Gerichtsentscheid: BGH klärt strittige Frage in einem Mieterhöhungsfall
München. Mehr als fünf Millionen Menschen vermieten in Deutschland eine oder mehrere Immobilien privat. Wenn es um Mieterhöhungen geht, agieren die meisten eher vorsichtig, ergab eine repräsentative Umfrage des Eigentümerverbands Haus & Grund. Mehr als 60 Prozent der Befragten erklärten, dass sie die Miete nur moderat alle drei bis fünf Jahre erhöhen oder über längere Zeit ganz auf Anpassungen verzichten.
Vermieter dürfen die Miete bis zur ortsüblichen Vergleichsmiete erhöhen, wenn sie bestimmte Fristen wahren und die formellen Voraussetzungen erfüllt werden. Für die Begründung können sie etwa auf den Mietspiegel oder auf Vergleichsmieten ähnlicher Wohnungen verweisen.
Verweigert ein Mieter die Zustimmung, muss der Vermieter innerhalb von drei Monaten Klage erheben. Macht er das, wird im gerichtlichen Verfahren die ortsübliche Vergleichsmiete bewiesen.
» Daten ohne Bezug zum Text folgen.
use anyhow::{anyhow, bail, Context, Result};
use clap::{Args, Parser, Subcommand};
use comps_scout::clock::SystemClock;
use comps_scout::config::StoreConfig;
use comps_scout::criteria::{CriteriaSelector, DEFAULT_RADIUS_INDEX, RADIUS_OPTIONS};
use comps_scout::models::PropertyType;
use comps_scout::notify::{Toaster, Variant};
use comps_scout::results::{render, LoadState, ResultsScreen};
use comps_scout::store::{probe, FirestoreClient, ProbeResult, PropertyStore};
use std::path::PathBuf;
use std::sync::Arc;
use tracing::{info, warn};
use tracing_subscriber::EnvFilter;

#[derive(Parser)]
#[command(name = "comps-scout")]
#[command(version, about = "Comparable sales search over a hosted property database")]
struct Cli {
    /// Log debug output
    #[arg(short, long, global = true)]
    verbose: bool,

    #[command(subcommand)]
    command: Command,
}

#[derive(Subcommand)]
enum Command {
    /// Pick search criteria and show matching sales
    Search {
        /// Multi Family, Retail, Industrial or Land
        #[arg(short = 't', long)]
        property_type: PropertyType,

        /// Address or ZIP code
        #[arg(short, long)]
        location: String,

        /// Position in the radius list (see `radii`)
        #[arg(short, long, default_value_t = DEFAULT_RADIUS_INDEX)]
        radius_index: usize,

        #[command(flatten)]
        view: ViewArgs,
    },
    /// Open a results target such as `/search-results?propertyType=Retail&location=10001&radius=1`
    Open {
        target: String,

        #[command(flatten)]
        view: ViewArgs,
    },
    /// Check that the properties collection can be read
    Probe,
    /// List the allowed search radii
    Radii,
}

#[derive(Args)]
struct ViewArgs {
    /// Tick a row by property id (repeatable)
    #[arg(short, long = "select", value_name = "ID")]
    select: Vec<String>,

    /// Run the report on the ticked rows, writing JSON to this file
    #[arg(long, value_name = "FILE")]
    report: Option<PathBuf>,

    /// Print rows as JSON instead of a table
    #[arg(long)]
    json: bool,
}

#[tokio::main]
async fn main() -> Result<()> {
    let cli = Cli::parse();

    // Initialize logging
    let default_level = if cli.verbose { "debug" } else { "info" };
    tracing_subscriber::fmt()
        .with_env_filter(EnvFilter::try_from_default_env().unwrap_or_else(|_| EnvFilter::new(default_level)))
        .with_writer(std::io::stderr)
        .init();

    match cli.command {
        Command::Radii => {
            for (index, radius) in RADIUS_OPTIONS.iter().enumerate() {
                let marker = if index == DEFAULT_RADIUS_INDEX { " (default)" } else { "" };
                println!("{:>2}: {} miles{}", index, radius, marker);
            }
            Ok(())
        }
        Command::Probe => {
            let store = connect()?;
            match probe(store.as_ref()).await {
                ProbeResult::Connected | ProbeResult::ConnectedEmpty => Ok(()),
                ProbeResult::Failed(err) => Err(anyhow!(err)).context("Connection check failed"),
            }
        }
        Command::Search {
            property_type,
            location,
            radius_index,
            view,
        } => {
            let mut selector = CriteriaSelector::new();
            selector.select_property_type(property_type);
            selector.set_location(location);
            selector.set_radius_index(radius_index);

            let Some(target) = selector.submit() else {
                bail!("Enter an address or ZIP code to search");
            };
            info!("🏠 {} within {} miles of {}", selector.submit_label(), selector.radius(), selector.location().trim());

            let store = connect()?;
            show_results(store, &target.to_string(), &view).await
        }
        Command::Open { target, view } => {
            let store = connect()?;
            show_results(store, &target, &view).await
        }
    }
}

/// Build the one store client shared by every screen
fn connect() -> Result<Arc<dyn PropertyStore>> {
    let config = StoreConfig::from_env().context("Store configuration is incomplete")?;
    info!("Using project {} ({})", config.project_id, config.auth_domain);
    Ok(Arc::new(FirestoreClient::new(config)?))
}

async fn show_results(store: Arc<dyn PropertyStore>, target: &str, view: &ViewArgs) -> Result<()> {
    let toaster = Toaster::new();
    let mut screen = ResultsScreen::mount(store, target, Arc::new(SystemClock), toaster.clone());
    screen.settled().await;

    if let Some(toast) = toaster.current() {
        match toast.variant {
            Variant::Success => info!("✅ {}", toast.message),
            Variant::Info => info!("ℹ️  {}", toast.message),
            Variant::Error => warn!("❌ {}", toast.message),
        }
        toaster.dismiss();
    }

    for id in &view.select {
        screen.toggle(id);
    }

    let state = screen.state();
    if view.json {
        println!("{}", serde_json::to_string_pretty(state.records())?);
    } else {
        print!("{}", render(&state, screen.selection()));
    }

    if let Some(path) = &view.report {
        match screen.selection().report_action() {
            Some(action) => {
                action.run(state.records(), path).await?;
            }
            None => warn!("No properties selected, report skipped"),
        }
    }

    screen.unmount();

    match state {
        LoadState::Error(message) => Err(anyhow!(message)),
        _ => Ok(()),
    }
}
use crate::models::RawDocument;
use async_trait::async_trait;
use std::fmt;
use thiserror::Error;

/// Classifiable failure code reported by the data store
#[derive(Debug, Clone, PartialEq, Eq)]
pub enum ErrorCode {
    PermissionDenied,
    NotFound,
    Unauthenticated,
    InvalidArgument,
    Unavailable,
    Internal,
    Other(String),
}

impl ErrorCode {
    /// Map a REST status name such as `PERMISSION_DENIED`
    pub fn from_status(status: &str) -> Self {
        match status {
            "PERMISSION_DENIED" => ErrorCode::PermissionDenied,
            "NOT_FOUND" => ErrorCode::NotFound,
            "UNAUTHENTICATED" => ErrorCode::Unauthenticated,
            "INVALID_ARGUMENT" | "FAILED_PRECONDITION" => ErrorCode::InvalidArgument,
            "UNAVAILABLE" | "DEADLINE_EXCEEDED" => ErrorCode::Unavailable,
            "INTERNAL" => ErrorCode::Internal,
            other => ErrorCode::Other(other.to_lowercase().replace('_', "-")),
        }
    }

    /// Fallback when the response body carries no status name
    pub fn from_http(status: u16) -> Self {
        match status {
            401 => ErrorCode::Unauthenticated,
            403 => ErrorCode::PermissionDenied,
            404 => ErrorCode::NotFound,
            400 => ErrorCode::InvalidArgument,
            503 | 504 => ErrorCode::Unavailable,
            500 => ErrorCode::Internal,
            other => ErrorCode::Other(format!("http-{}", other)),
        }
    }

    pub fn as_str(&self) -> &str {
        match self {
            ErrorCode::PermissionDenied => "permission-denied",
            ErrorCode::NotFound => "not-found",
            ErrorCode::Unauthenticated => "unauthenticated",
            ErrorCode::InvalidArgument => "invalid-argument",
            ErrorCode::Unavailable => "unavailable",
            ErrorCode::Internal => "internal",
            ErrorCode::Other(code) => code,
        }
    }
}

impl fmt::Display for ErrorCode {
    fn fmt(&self, f: &mut fmt::Formatter<'_>) -> fmt::Result {
        f.write_str(self.as_str())
    }
}

#[derive(Debug, Clone, PartialEq, Error)]
#[error("{code}: {message}")]
pub struct StoreError {
    pub code: ErrorCode,
    pub message: String,
}

impl StoreError {
    pub fn new(code: ErrorCode, message: impl Into<String>) -> Self {
        Self {
            code,
            message: message.into(),
        }
    }
}

/// Read access to a hosted document collection
#[async_trait]
pub trait PropertyStore: Send + Sync {
    /// Fetch every document whose `field` equals `value`
    async fn query_by_equality(
        &self,
        collection: &str,
        field: &str,
        value: &str,
    ) -> Result<Vec<RawDocument>, StoreError>;

    /// Fetch up to `limit` documents without a filter
    async fn sample(&self, collection: &str, limit: u32) -> Result<Vec<RawDocument>, StoreError>;

    /// Get the name of the backing service
    fn store_name(&self) -> &'static str;
}

#[cfg(test)]
mod tests {
    use super::*;

    #[test]
    fn status_names_map_to_kebab_codes() {
        assert_eq!(ErrorCode::from_status("PERMISSION_DENIED").as_str(), "permission-denied");
        assert_eq!(ErrorCode::from_status("NOT_FOUND").as_str(), "not-found");
        assert_eq!(ErrorCode::from_status("RESOURCE_EXHAUSTED").as_str(), "resource-exhausted");
    }

    #[test]
    fn http_status_fallback() {
        assert_eq!(ErrorCode::from_http(403), ErrorCode::PermissionDenied);
        assert_eq!(ErrorCode::from_http(418).as_str(), "http-418");
    }

    #[test]
    fn error_display_includes_code_and_message() {
        let err = StoreError::new(ErrorCode::NotFound, "no database");
        assert_eq!(err.to_string(), "not-found: no database");
    }
}
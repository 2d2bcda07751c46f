use crate::clock::Clock;
use crate::criteria::SearchQuery;
use crate::models::PropertyRecord;
use crate::normalize::normalize_all;
use crate::notify::{Toaster, Variant};
use crate::results::selection::Selection;
use crate::store::{ErrorCode, PropertyStore, StoreError, PROPERTIES_COLLECTION};
use chrono::{DateTime, Utc};
use std::sync::{Arc, Mutex, MutexGuard};
use tokio::task::JoinHandle;
use tracing::{debug, error, info, warn};

pub const PROPERTY_TYPE_FIELD: &str = "propertyType";

pub const ACCESS_DENIED_MESSAGE: &str = "Access denied. Please check your permissions.";
pub const NOT_FOUND_MESSAGE: &str = "The requested data could not be found.";
pub const GENERIC_FAILURE_MESSAGE: &str = "Failed to fetch properties. Please try again later.";
pub const EMPTY_MESSAGE: &str = "No properties found matching your criteria";

/// What the results screen is showing
#[derive(Debug, Clone, PartialEq)]
pub enum LoadState {
    Loading,
    Success(Vec<PropertyRecord>),
    Empty,
    Error(String),
}

impl LoadState {
    pub fn records(&self) -> &[PropertyRecord] {
        match self {
            LoadState::Success(records) => records,
            _ => &[],
        }
    }
}

/// Terminal state of one fetch plus the toast that announces it
#[derive(Debug, Clone, PartialEq)]
pub struct SearchOutcome {
    pub state: LoadState,
    pub message: String,
    pub variant: Variant,
}

impl SearchOutcome {
    fn error(message: String) -> Self {
        Self {
            state: LoadState::Error(message.clone()),
            message,
            variant: Variant::Error,
        }
    }
}

/// User-facing text for a failed fetch
pub fn error_message(err: &StoreError) -> String {
    match err.code {
        ErrorCode::PermissionDenied => ACCESS_DENIED_MESSAGE.to_string(),
        ErrorCode::NotFound => NOT_FOUND_MESSAGE.to_string(),
        _ if !err.message.trim().is_empty() => err.message.clone(),
        _ => GENERIC_FAILURE_MESSAGE.to_string(),
    }
}

/// Run the search for `query` and classify the result.
///
/// Issues at most one store call; none when a required parameter is missing.
pub async fn fetch_results(store: &dyn PropertyStore, query: &SearchQuery, now: DateTime<Utc>) -> SearchOutcome {
    debug!("Search parameters: {:?}", query);

    let required = match query.require() {
        Ok(required) => required,
        Err(err) => {
            warn!("Rejected search: {}", err);
            return SearchOutcome::error(err.to_string());
        }
    };

    debug!(
        "Location {:?} and radius {:?} are not part of the store filter",
        required.location, required.radius
    );

    let docs = match store
        .query_by_equality(PROPERTIES_COLLECTION, PROPERTY_TYPE_FIELD, required.property_type)
        .await
    {
        Ok(docs) => docs,
        Err(err) => {
            error!("Query against {} failed: {}", store.store_name(), err);
            return SearchOutcome::error(error_message(&err));
        }
    };

    info!("Query returned {} documents", docs.len());

    let records = normalize_all(&docs, now);
    if records.is_empty() {
        return SearchOutcome {
            state: LoadState::Empty,
            message: EMPTY_MESSAGE.to_string(),
            variant: Variant::Info,
        };
    }

    SearchOutcome {
        message: format!("Found {} properties", records.len()),
        state: LoadState::Success(records),
        variant: Variant::Success,
    }
}

struct Shared {
    state: LoadState,
    /// Fetch allowed to publish its result; `None` once torn down
    active: Option<u64>,
}

/// Results page: one fetch per navigation, a selection, and a toast slot.
///
/// A fetch that resolves after `unmount` (or after a newer navigation) is
/// discarded without touching state.
pub struct ResultsScreen {
    store: Arc<dyn PropertyStore>,
    clock: Arc<dyn Clock>,
    toaster: Toaster,
    shared: Arc<Mutex<Shared>>,
    query: SearchQuery,
    next_fetch: u64,
    selection: Selection,
    task: Option<JoinHandle<()>>,
}

impl ResultsScreen {
    /// Mount the screen for `query` and start fetching. Must be called inside
    /// a tokio runtime.
    pub fn mount(store: Arc<dyn PropertyStore>, query: &str, clock: Arc<dyn Clock>, toaster: Toaster) -> Self {
        let mut screen = Self {
            store,
            clock,
            toaster,
            shared: Arc::new(Mutex::new(Shared {
                state: LoadState::Loading,
                active: None,
            })),
            query: SearchQuery::parse(query),
            next_fetch: 0,
            selection: Selection::new(),
            task: None,
        };
        screen.start_fetch();
        screen
    }

    fn lock(&self) -> MutexGuard<'_, Shared> {
        self.shared.lock().unwrap_or_else(|poisoned| poisoned.into_inner())
    }

    fn start_fetch(&mut self) {
        self.next_fetch += 1;
        let fetch_id = self.next_fetch;
        {
            let mut shared = self.lock();
            shared.active = Some(fetch_id);
            shared.state = LoadState::Loading;
        }

        let store = Arc::clone(&self.store);
        let clock = Arc::clone(&self.clock);
        let toaster = self.toaster.clone();
        let shared = Arc::clone(&self.shared);
        let query = self.query.clone();

        self.task = Some(tokio::spawn(async move {
            let outcome = fetch_results(store.as_ref(), &query, clock.now()).await;

            let mut shared = shared.lock().unwrap_or_else(|poisoned| poisoned.into_inner());
            if shared.active != Some(fetch_id) {
                debug!("Discarding result of superseded fetch {}", fetch_id);
                return;
            }
            shared.state = outcome.state;
            toaster.show(outcome.message, outcome.variant);
        }));
    }

    /// Follow a new navigation target. Unchanged parameters keep the current
    /// result; changed ones start a fresh fetch and clear the selection.
    pub fn navigate(&mut self, query: &str) {
        let query = SearchQuery::parse(query);
        if query == self.query {
            return;
        }
        self.query = query;
        self.selection.clear();
        self.start_fetch();
    }

    /// Wait for the in-flight fetch, if any, to finish
    pub async fn settled(&mut self) {
        if let Some(task) = self.task.take() {
            if let Err(err) = task.await {
                error!("Results fetch task failed: {}", err);
            }
        }
    }

    /// Tear the screen down. Later fetch results are ignored.
    pub fn unmount(&mut self) {
        self.lock().active = None;
        self.selection.clear();
    }

    pub fn is_mounted(&self) -> bool {
        self.lock().active.is_some()
    }

    pub fn state(&self) -> LoadState {
        self.lock().state.clone()
    }

    pub fn query(&self) -> &SearchQuery {
        &self.query
    }

    pub fn toaster(&self) -> &Toaster {
        &self.toaster
    }

    pub fn selection(&self) -> &Selection {
        &self.selection
    }

    /// Tick or untick a row. Ids not in the current result are ignored.
    pub fn toggle(&mut self, id: &str) -> bool {
        let known = self.lock().state.records().iter().any(|r| r.id == id);
        if !known {
            warn!("Ignoring selection of unknown property {}", id);
            return false;
        }
        self.selection.toggle(id);
        true
    }
}

impl Drop for ResultsScreen {
    fn drop(&mut self) {
        self.unmount();
    }
}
Dazu könne ein vom Gericht beauftragter Sachverständiger die Wohnung bewerten, erklärt der Kölner Rechtsanwalt Jens Usebach.
Gutachten quasi vorab eingeholt
Dass Vermieter diesem Ablauf nicht vorgreifen können, hat der Bundesgerichtshof (BGH) jetzt entschieden. Es ging dabei um einen Fall in Berlin. Dort sind Vermieter einer Wohnung einen besonderen Weg gegangen. Sie hatten vom Mieter die Zustimmung zur Mieterhöhung auf Basis der ortsüblichen Vergleichsmiete verlangt. Der verweigerte die mit dem Hinweis, dass die herangezogenen wohnwerterhöhenden Merkmale nicht zuträfen.